Comics he penciled had almost always been inked by Mike Esposito. Comics penciled by Dick Dillin (like Blackhawk) were usually inked by Chuck Cuidera. Carmine decided to experiment by having inkers ink pencilers they had not inked in the past. Dillin soon proved to be quite valuable penciling super-hero comics, especially when not inked by Cuidera. So what to do with Chuck?
He inked a few other comics here and there and they weren't happy with him here or there. Then he penciled and inked a four-page war story that was published in Our Army at War #198. It looked like the art had been heavily retouched by Joe Kubert, who had taken over as editor of the war titles from Kanigher. Then Mr. Cuidera disappeared from comics…or at least any comics that I purchased.
I've always been interested in the men and women who create comic books. Honestly, I'm more interested in them than in the characters they write and/or draw…and I think some of them are more remarkable than the super-heroes they bring us. I was curious why a guy like Chuck Cuidera, who'd been working in comic books since 1940, suddenly vanished from the industry around 1969. I'd never met Chuck and really knew nothing about him except which books he'd worked on.
But I wondered: If a man specializes in one career for almost three decades, where does he then go to start a new career? Cuidera, I later learned, broke into comics around 1939 and was primarily an inker for most of those decades. Where did he go when he broke out (or was shoved out) of the business at the age of 53?
Visiting the DC offices in June of 1970, I got to talking with Nelson Bridwell, who was an assistant editor up there and the office's foremost Guy Who Knew Everything. We were discussing all the changes and hirings and firings that had occurred there in the previous year or three. When I asked about Cuidera, Nelson told me the following story. I am here reporting what he said then. I am not saying this is what actually happened.
He said Chuck was given a few assignments inking other artists and Carmine didn't like the results. (One of those he inked was Carmine.) So they gave Chuck some short war stories to draw and he did them and Carmine didn't like those results, either. He directed Kubert to do serious art corrections on at least one (the one that was published) and Nelson thought the others were discarded. Then they tried to figure out what else to try him on.
Before anyone came up with a thought, Chuck visited the office and happened to see the "corrected" pages. He blew up, stormed into Kubert's office and yelled at him and said he never wanted to work for that #@&*%@!!! company again. Fill in the curse words of your choice. Then he stormed out…out of the office and out of DC Comics forever.
This is what Nelson told me had happened, not long before…but Nelson had not witnessed any of this. It's what he'd been told so, he said, "That may not be exactly what happened." But it is true that Cuidera never worked for DC (or any publisher of comic books again) and only one of those war stories he'd drawn was ever printed.

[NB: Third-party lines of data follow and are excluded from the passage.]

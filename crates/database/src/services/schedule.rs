use super::access::AccessService;
use crate::{
    entities::{courses, department_heads, enrollments, schedules, students},
    error::{ServiceError, ServiceResult},
};
use chrono::{NaiveTime, Utc};
use models::{
    academic_year::current_academic_year,
    days::Day,
    status::{ApprovalStatus, ClassAction, ClassType},
};
use sea_orm::{
    ActiveValue::Set, ColumnTrait, DatabaseConnection, EntityTrait, QueryFilter, QueryOrder,
    QuerySelect,
};
use serde::Serialize;
use std::str::FromStr;
use uuid::Uuid;

#[derive(Clone, Debug, Default)]
pub struct ScheduleFilter {
    pub semester: Option<i32>,
    pub academic_year: Option<String>,
    pub day: Option<String>,
}

#[derive(Clone, Debug, PartialEq, Serialize)]
pub struct ScheduleEntry {
    #[serde(flatten)]
    pub schedule: schedules::Model,
    pub course_code: String,
    pub course_name: String,
    pub credits: i32,
}

/// The classes of one day in the weekly view
#[derive(Clone, Debug, PartialEq, Serialize)]
pub struct DaySchedule {
    pub day: Day,
    pub label: &'static str,
    pub classes: Vec<ScheduleEntry>,
}

#[derive(Clone, Debug, PartialEq, Serialize)]
pub struct ClassStatus {
    pub course_id: Uuid,
    pub course_name: String,
    pub academic_year: String,
    pub open: bool,
    /// Schedules of the course for the academic year after the change
    pub schedules: Vec<schedules::Model>,
}

fn parse_day(day: &str) -> ServiceResult<Day> {
    Day::from_str(day.trim()).map_err(|_| {
        ServiceError::invalid("invalid day, use: senin, selasa, rabu, kamis, jumat, sabtu, minggu")
    })
}

fn time(hour: u32) -> ServiceResult<NaiveTime> {
    NaiveTime::from_hms_opt(hour, 0, 0)
        .ok_or_else(|| ServiceError::Internal(format!("invalid hour {hour}")))
}

pub struct ScheduleService;

impl ScheduleService {
    /// Courses in the student's KRS that have not been rejected
    async fn enrolled_course_ids(
        db: &DatabaseConnection,
        student: &students::Model,
        semester: Option<i32>,
        academic_year: Option<&str>,
    ) -> ServiceResult<Vec<Uuid>> {
        let mut query = enrollments::Entity::find()
            .select_only()
            .column(enrollments::Column::CourseId)
            .distinct()
            .filter(enrollments::Column::StudentId.eq(student.id))
            .filter(enrollments::Column::ApprovalStatus.ne(ApprovalStatus::Rejected));

        if let Some(semester) = semester {
            query = query.filter(enrollments::Column::Semester.eq(semester));
        }
        if let Some(academic_year) = academic_year {
            query = query.filter(enrollments::Column::AcademicYear.eq(academic_year));
        }

        Ok(query.into_tuple::<Uuid>().all(db).await?)
    }

    async fn entries(
        db: &DatabaseConnection,
        course_ids: Vec<Uuid>,
        day: Option<Day>,
    ) -> ServiceResult<Vec<ScheduleEntry>> {
        if course_ids.is_empty() {
            return Ok(Vec::new());
        }

        let mut query = schedules::Entity::find()
            .find_also_related(courses::Entity)
            .filter(schedules::Column::CourseId.is_in(course_ids));
        if let Some(day) = day {
            query = query.filter(schedules::Column::Day.eq(day));
        }

        let rows = query
            .order_by_asc(schedules::Column::StartTime)
            .all(db)
            .await?;

        Ok(rows
            .into_iter()
            .filter_map(|(schedule, course)| {
                course.map(|course| ScheduleEntry {
                    schedule,
                    course_code: course.code,
                    course_name: course.name,
                    credits: course.credits,
                })
            })
            .collect())
    }

    pub async fn mine(
        db: &DatabaseConnection,
        student: &students::Model,
        filter: ScheduleFilter,
    ) -> ServiceResult<Vec<ScheduleEntry>> {
        let day = filter.day.as_deref().map(parse_day).transpose()?;
        let course_ids = Self::enrolled_course_ids(
            db,
            student,
            filter.semester,
            filter.academic_year.as_deref(),
        )
        .await?;

        Self::entries(db, course_ids, day).await
    }

    /// One day's classes ordered by start time
    pub async fn by_day(
        db: &DatabaseConnection,
        student: &students::Model,
        day: &str,
    ) -> ServiceResult<Vec<ScheduleEntry>> {
        let day = parse_day(day)?;
        let course_ids = Self::enrolled_course_ids(db, student, None, None).await?;

        Self::entries(db, course_ids, Some(day)).await
    }

    /// Classes grouped by day in calendar order; days without classes are left
    /// out
    pub async fn weekly(
        db: &DatabaseConnection,
        student: &students::Model,
    ) -> ServiceResult<Vec<DaySchedule>> {
        let course_ids = Self::enrolled_course_ids(db, student, None, None).await?;
        let mut entries = Self::entries(db, course_ids, None).await?;

        Ok(Day::WEEK
            .into_iter()
            .filter_map(|day| {
                let (classes, rest): (Vec<_>, Vec<_>) = std::mem::take(&mut entries)
                    .into_iter()
                    .partition(|entry| entry.schedule.day == day);
                entries = rest;

                (!classes.is_empty()).then(|| DaySchedule {
                    day,
                    label: day.label(),
                    classes,
                })
            })
            .collect())
    }

    async fn current_schedules(
        db: &DatabaseConnection,
        course_id: Uuid,
        academic_year: &str,
    ) -> ServiceResult<Vec<schedules::Model>> {
        Ok(schedules::Entity::find()
            .filter(schedules::Column::CourseId.eq(course_id))
            .filter(schedules::Column::AcademicYear.eq(academic_year))
            .order_by_asc(schedules::Column::StartTime)
            .all(db)
            .await?)
    }

    /// Opens or closes a class for the current academic year. Opening a
    /// class without schedules creates a default Monday 08:00-10:00 lecture
    /// in room TBD; closing removes the year's schedules.
    pub async fn set_class_status(
        db: &DatabaseConnection,
        head: &department_heads::Model,
        course_id: Uuid,
        action: ClassAction,
    ) -> ServiceResult<ClassStatus> {
        let (course, lecturer) = AccessService::department_course(db, head, course_id).await?;
        let academic_year = current_academic_year();

        match action {
            ClassAction::Buka => {
                if Self::current_schedules(db, course.id, &academic_year)
                    .await?
                    .is_empty()
                {
                    let now = Utc::now();
                    schedules::Entity::insert(schedules::ActiveModel {
                        id: Set(Uuid::new_v4()),
                        course_id: Set(course.id),
                        day: Set(Day::Senin),
                        start_time: Set(time(8)?),
                        end_time: Set(time(10)?),
                        room: Set("TBD".to_string()),
                        lecturer_name: Set(lecturer.name.clone()),
                        class_type: Set(ClassType::Kuliah),
                        semester: Set(course.semester),
                        academic_year: Set(academic_year.clone()),
                        created_at: Set(now),
                        updated_at: Set(now),
                    })
                    .exec_without_returning(db)
                    .await?;
                }
                log::info!("Opened {} for {academic_year}", course.code);
            }
            ClassAction::Tutup => {
                let removed = schedules::Entity::delete_many()
                    .filter(schedules::Column::CourseId.eq(course.id))
                    .filter(schedules::Column::AcademicYear.eq(academic_year.as_str()))
                    .exec(db)
                    .await?
                    .rows_affected;
                log::info!(
                    "Closed {} for {academic_year}, removed {removed} schedules",
                    course.code
                );
            }
        }

        let schedules = Self::current_schedules(db, course.id, &academic_year).await?;
        Ok(ClassStatus {
            course_id: course.id,
            course_name: course.name,
            academic_year,
            open: !schedules.is_empty(),
            schedules,
        })
    }
}
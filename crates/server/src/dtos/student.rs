use database::services::student::StudentChanges;
use serde::Deserialize;
use utoipa::ToSchema;

#[derive(Debug, Default, Deserialize, ToSchema)]
pub struct StudentUpdateRequest {
    pub name: Option<String>,
    pub department: Option<String>,
}

impl From<StudentUpdateRequest> for StudentChanges {
    fn from(request: StudentUpdateRequest) -> Self {
        Self {
            name: request.name,
            department: request.department,
        }
    }
}

#[derive(Debug, Deserialize, ToSchema)]
pub struct BindPhoneRequest {
    pub nim: String,
    pub phone_number: String,
}

#[derive(Debug, Deserialize, ToSchema)]
pub struct UnbindPhoneRequest {
    pub nim: String,
}
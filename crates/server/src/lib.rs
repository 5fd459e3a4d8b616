pub mod config;
pub mod doc;
pub mod dtos;
pub mod error;
pub mod extractors;
pub mod notify;
pub mod response;
pub mod routes;
pub mod security;
pub mod state;
pub mod utils;

use axum::{Router, http::HeaderValue, middleware};
use state::AppState;
use tower::ServiceBuilder;
use tower_http::{
    compression::CompressionLayer,
    cors::{Any, CorsLayer},
    timeout::TimeoutLayer,
};

fn cors(origins: &[String]) -> CorsLayer {
    let origins: Vec<HeaderValue> = origins
        .iter()
        .filter_map(|origin| match origin.parse() {
            Ok(origin) => Some(origin),
            Err(_) => {
                log::warn!("Ignoring malformed CORS origin {origin}");
                None
            }
        })
        .collect();

    CorsLayer::new()
        .allow_origin(origins)
        .allow_methods(Any)
        .allow_headers(Any)
}

/// Builds the application with its middleware stack
pub fn app(state: AppState) -> Router {
    let middleware = ServiceBuilder::new()
        .layer(middleware::from_fn(utils::logging::log_request))
        .layer(CompressionLayer::new())
        .layer(cors(&state.config.cors_origins))
        .layer(TimeoutLayer::new(state.config.request_timeout));

    routes::router().layer(middleware).with_state(state)
}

Ten, maybe fifteen years later, I got to know Joe Kubert pretty well and we spent an evening or two at a comic book convention dining and hanging out. Joe loved to talk about comics and the people he'd worked with and when I asked him about Cuidera, he said something like, "We gave Chuck some war stories to draw and it didn't work out. Maybe he was rusty, all those years of inking and not penciling. He was unhappy having his work corrected. So were a lot of guys."
Joe went on to say that during the period in question, he thought the DC editorial division was too "handsy" with the artwork by freelancers, too eager to look at a page and say, "Oh, we need to fix this." He thought it was the proper move at times but it was done too often and sometimes too gratuitously as a kind of Power Move. As we all know, Jack Kirby's work during this period for DC was often heavily revised by folks in the office.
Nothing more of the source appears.